過日私は、宝塚市在住の工芸家・堀之内千惠子さんから〈人形の世界~祈りの中に~〉と題した京都での個展案内をいただいた。その案内には「1998年、インドへ旅した。初めての海外旅行がインドだった。行ってみて驚いた。そこは不可思議な、そして神秘的な国だった。そして2000年、引き寄せられるようにまた訪れた。広いインドで最初に訪れた時に出会った少年と再会した。腕を失った瞳の美しい彼は随分お兄さんになっていたが、相変わらず物売りをしていた。それが悲しくて・・・彼の絵葉書を買い、帰りのバスの中でポロポロと涙が溢れた」と述懐している。
このインド旅行が、シルク・ロードシリーズの契機となっている。そのシリーズの作品名には、楼蘭という言葉の響きに魅せられたこともあり、楼蘭という言葉が多く見られた。
さて、工芸のなかでも人形制作は、殊に奥が深く、総合芸術とよくいわれている。そんなこともあり、堀之内さんは努めて日本画、陶芸、彫刻、染色などにも意欲的に取り組んでこられた。さらに近年、『源氏物語』を読む会や茶道にも参加し、日本の伝統文化に触れることで、工芸としての人形創作へ有形無形に活かしている。

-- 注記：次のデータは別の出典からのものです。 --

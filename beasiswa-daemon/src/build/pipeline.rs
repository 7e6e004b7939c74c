//! Build pipeline implementation.

use anyhow::{anyhow, Context, Result};
use beasiswa_core::{
    read_records, snapshot, BuildOptions, BuildReport, GraphBuilder, QueryEngine,
};
use chrono::Utc;
use std::path::{Path, PathBuf};
use std::time::{Duration, Instant};
use tracing::{info, warn};

use crate::config::DaemonConfig;
use crate::server::state::{GraphInfo, GraphSource};
use crate::server::AppState;

/// Result of a build operation.
#[derive(Debug, Clone)]
pub struct BuildResult {
    pub node_count: usize,
    pub edge_count: usize,
    pub report: BuildReport,
    pub snapshot: Option<PathBuf>,
    pub duration: Duration,
}

/// Read records, build the graph and optionally save a snapshot.
///
/// Blocking; callers on the async runtime go through [`BuildPipeline`].
pub fn build_from_file(
    records: &Path,
    options: BuildOptions,
    snapshot_path: Option<&Path>,
) -> Result<(QueryEngine, BuildResult)> {
    let start = Instant::now();
    info!("Building graph from {:?}", records);

    let rows = read_records(records)
        .with_context(|| format!("Failed to read records from {}", records.display()))?;
    info!("Read {} records", rows.len());

    let output = GraphBuilder::new(options)
        .build_rows(rows)
        .context("Graph build aborted")?;

    if let Some(path) = snapshot_path {
        snapshot::save(&output.graph, path)
            .with_context(|| format!("Failed to save snapshot to {}", path.display()))?;
    }

    let result = BuildResult {
        node_count: output.graph.node_count(),
        edge_count: output.graph.edge_count(),
        report: output.report,
        snapshot: snapshot_path.map(Path::to_path_buf),
        duration: start.elapsed(),
    };

    Ok((QueryEngine::from_graph(output.graph), result))
}

/// Decide the startup graph: records if configured, else snapshot if present,
/// else an empty graph.
pub fn initial_graph(config: &DaemonConfig) -> Result<(QueryEngine, GraphInfo)> {
    let build = &config.build;

    if let Some(records) = &build.records {
        let (engine, result) =
            build_from_file(records, build.options(), build.snapshot.as_deref())?;
        let info = GraphInfo {
            source: GraphSource::Records {
                path: records.clone(),
                report: result.report,
            },
            built_at: Some(Utc::now()),
        };
        return Ok((engine, info));
    }

    if let Some(path) = &build.snapshot {
        if path.exists() {
            let loaded = snapshot::load(path)
                .with_context(|| format!("Failed to load snapshot {}", path.display()))?;
            let info = GraphInfo {
                source: GraphSource::Snapshot { path: path.clone() },
                built_at: loaded.built_at,
            };
            return Ok((QueryEngine::from_graph(loaded.graph), info));
        }
        warn!("Snapshot {:?} not found", path);
    }

    warn!("No records or snapshot configured; serving an empty graph");
    Ok((QueryEngine::default(), GraphInfo::empty()))
}

/// Pipeline for rebuilding the served graph.
#[derive(Clone)]
pub struct BuildPipeline {
    state: AppState,
}

impl BuildPipeline {
    /// Create a new build pipeline.
    pub fn new(state: AppState) -> Self {
        Self { state }
    }

    /// Rebuild from the configured record file and swap the new graph in
    /// once it is complete.
    pub async fn rebuild(&self) -> Result<BuildResult> {
        let _guard = self.state.build_lock().lock().await;

        let config = &self.state.config.build;
        let records = config
            .records
            .clone()
            .ok_or_else(|| anyhow!("No records file configured"))?;
        let options = config.options();
        let snapshot_path = config.snapshot.clone();

        let path = records.clone();
        let (engine, result) = tokio::task::spawn_blocking(move || {
            build_from_file(&path, options, snapshot_path.as_deref())
        })
        .await
        .context("Build task panicked")??;

        let info = GraphInfo {
            source: GraphSource::Records {
                path: records,
                report: result.report.clone(),
            },
            built_at: Some(Utc::now()),
        };
        self.state.replace(engine, info).await;

        info!(
            "Rebuild complete: {} nodes, {} edges in {:?}",
            result.node_count, result.edge_count, result.duration
        );
        Ok(result)
    }
}
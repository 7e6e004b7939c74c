//! In-memory property graph for scholarship recommendations.
//!
//! Two structures back the graph:
//!
//! - `node_key → EntityKind`, kept in insertion order
//! - `source → RelationKind → targets`, each target list ordered by insertion
//!   and free of duplicates
//!
//! Every query is a lookup into the adjacency index plus a walk over the
//! matches, never a scan of the full edge list.

use serde::{Deserialize, Serialize};
use std::collections::{BTreeMap, HashMap, HashSet};

use crate::schema::{EntityKind, RelationKind};

/// A node: unique key plus its kind.
#[derive(Debug, Clone, PartialEq, Eq, Hash, Serialize, Deserialize)]
pub struct Node {
    pub key: String,
    pub kind: EntityKind,
}

/// A directed, typed edge.
#[derive(Debug, Clone, PartialEq, Eq, Hash, Serialize, Deserialize)]
pub struct Edge {
    pub source: String,
    pub target: String,
    pub relation: RelationKind,
}

impl Edge {
    pub fn new(source: &str, target: &str, relation: RelationKind) -> Self {
        Self {
            source: source.to_string(),
            target: target.to_string(),
            relation,
        }
    }
}

/// Append-only labeled directed graph.
#[derive(Debug, Clone, Default)]
pub struct ScholarshipGraph {
    nodes: Vec<Node>,
    node_map: HashMap<String, usize>,
    edges: Vec<Edge>,
    adjacency: HashMap<String, BTreeMap<RelationKind, Vec<String>>>,
    edge_set: HashSet<(String, String, RelationKind)>,
}

impl ScholarshipGraph {
    /// Create a new empty graph.
    pub fn new() -> Self {
        Self::default()
    }

    /// Insert a node. Returns `false` if the key already existed, in which
    /// case the original kind is kept.
    pub fn add_node(&mut self, key: &str, kind: EntityKind) -> bool {
        if self.node_map.contains_key(key) {
            return false;
        }
        self.node_map.insert(key.to_string(), self.nodes.len());
        self.nodes.push(Node {
            key: key.to_string(),
            kind,
        });
        true
    }

    /// Insert an edge. Returns `false` if the same (source, target, relation)
    /// triple already existed.
    pub fn add_edge(&mut self, source: &str, target: &str, relation: RelationKind) -> bool {
        let triple = (source.to_string(), target.to_string(), relation);
        if !self.edge_set.insert(triple) {
            return false;
        }
        self.adjacency
            .entry(source.to_string())
            .or_default()
            .entry(relation)
            .or_default()
            .push(target.to_string());
        self.edges.push(Edge::new(source, target, relation));
        true
    }

    /// Get the number of nodes.
    pub fn node_count(&self) -> usize {
        self.nodes.len()
    }

    /// Get the number of edges.
    pub fn edge_count(&self) -> usize {
        self.edges.len()
    }

    pub fn is_empty(&self) -> bool {
        self.nodes.is_empty()
    }

    /// Check if a node exists.
    pub fn has_node(&self, key: &str) -> bool {
        self.node_map.contains_key(key)
    }

    pub fn has_edge(&self, source: &str, target: &str, relation: RelationKind) -> bool {
        self.targets(source, relation).iter().any(|t| t == target)
    }

    /// Kind of the node with this key, if present.
    pub fn kind_of(&self, key: &str) -> Option<EntityKind> {
        self.node_map.get(key).map(|&i| self.nodes[i].kind)
    }

    /// All nodes in insertion order.
    pub fn nodes(&self) -> &[Node] {
        &self.nodes
    }

    /// Keys of every node of `kind`, in insertion order.
    pub fn nodes_of_kind(&self, kind: EntityKind) -> impl Iterator<Item = &str> + '_ {
        self.nodes
            .iter()
            .filter(move |n| n.kind == kind)
            .map(|n| n.key.as_str())
    }

    /// All edges in insertion order.
    pub fn edges(&self) -> &[Edge] {
        &self.edges
    }

    /// Targets of `source`'s outgoing edges of `relation`, in insertion order.
    pub fn targets(&self, source: &str, relation: RelationKind) -> &[String] {
        self.adjacency
            .get(source)
            .and_then(|by_rel| by_rel.get(&relation))
            .map(Vec::as_slice)
            .unwrap_or(&[])
    }

    /// All outgoing edges of `source` grouped by relation.
    pub fn outgoing(&self, source: &str) -> Option<&BTreeMap<RelationKind, Vec<String>>> {
        self.adjacency.get(source)
    }

    /// Same node set (with kinds) and same edge set, ignoring insertion order.
    pub fn same_shape(&self, other: &ScholarshipGraph) -> bool {
        if self.node_count() != other.node_count() || self.edge_count() != other.edge_count() {
            return false;
        }
        let nodes_match = self
            .nodes
            .iter()
            .all(|n| other.kind_of(&n.key) == Some(n.kind));
        nodes_match && self.edge_set == other.edge_set
    }
}

#[cfg(test)]
mod tests {
    use super::*;

    fn create_test_graph() -> ScholarshipGraph {
        let mut graph = ScholarshipGraph::new();
        graph.add_node("SISWA_0", EntityKind::Student);
        graph.add_node("BEASISWA_a", EntityKind::Scholarship);
        graph.add_node("Canada", EntityKind::Location);
        graph.add_edge("SISWA_0", "BEASISWA_a", RelationKind::RecommendedTo);
        graph.add_edge("BEASISWA_a", "Canada", RelationKind::InCountry);
        graph
    }

    #[test]
    fn test_node_insert_is_idempotent() {
        let mut graph = create_test_graph();
        assert!(!graph.add_node("SISWA_0", EntityKind::Scholarship));
        assert_eq!(graph.node_count(), 3);
        assert_eq!(graph.kind_of("SISWA_0"), Some(EntityKind::Student));
    }

    #[test]
    fn test_edge_insert_is_idempotent() {
        let mut graph = create_test_graph();
        assert!(!graph.add_edge("BEASISWA_a", "Canada", RelationKind::InCountry));
        assert_eq!(graph.edge_count(), 2);
        assert_eq!(graph.targets("BEASISWA_a", RelationKind::InCountry), ["Canada"]);
    }

    #[test]
    fn test_parallel_edges_need_distinct_relations() {
        let mut graph = create_test_graph();
        assert!(graph.add_edge("BEASISWA_a", "Canada", RelationKind::HasFundType));
        assert_eq!(graph.edge_count(), 3);
        assert!(graph.has_edge("BEASISWA_a", "Canada", RelationKind::HasFundType));
        assert!(graph.has_edge("BEASISWA_a", "Canada", RelationKind::InCountry));
    }

    #[test]
    fn test_targets_of_unknown_source() {
        let graph = create_test_graph();
        assert!(graph.targets("nope", RelationKind::InCountry).is_empty());
        assert!(graph.outgoing("nope").is_none());
        assert!(!graph.has_node("nope"));
    }

    #[test]
    fn test_nodes_of_kind_preserves_order() {
        let mut graph = create_test_graph();
        graph.add_node("SISWA_9", EntityKind::Student);
        graph.add_node("SISWA_1", EntityKind::Student);
        let students: Vec<&str> = graph.nodes_of_kind(EntityKind::Student).collect();
        assert_eq!(students, vec!["SISWA_0", "SISWA_9", "SISWA_1"]);
    }

    #[test]
    fn test_same_shape_ignores_order() {
        let a = create_test_graph();

        let mut b = ScholarshipGraph::new();
        b.add_node("Canada", EntityKind::Location);
        b.add_node("BEASISWA_a", EntityKind::Scholarship);
        b.add_node("SISWA_0", EntityKind::Student);
        b.add_edge("BEASISWA_a", "Canada", RelationKind::InCountry);
        b.add_edge("SISWA_0", "BEASISWA_a", RelationKind::RecommendedTo);

        assert!(a.same_shape(&b));

        b.add_node("Nigeria", EntityKind::Location);
        assert!(!a.same_shape(&b));
    }
}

堀之内さんの人形づくりは、桐粉とのりで桐塑をつくり、人体を造形し、和紙あるいは布を貼り、胡粉を幾度となく塗っている。その過程では、「手芸でなく現代工芸をめざすのだ」と自問自答しているのだそうだ。そして作品には、「内面的な静けさのなかに、芯の強さを表現したい」と言葉をつづけた。
人体を独自のデフォルメに試行錯誤を繰り返し、新しい表現を模索している堀之内さん。素直な想いと“宇宙のリズムの生き方"を理想としている姿勢から誕生する堀之内さんの人形世界に期待したい。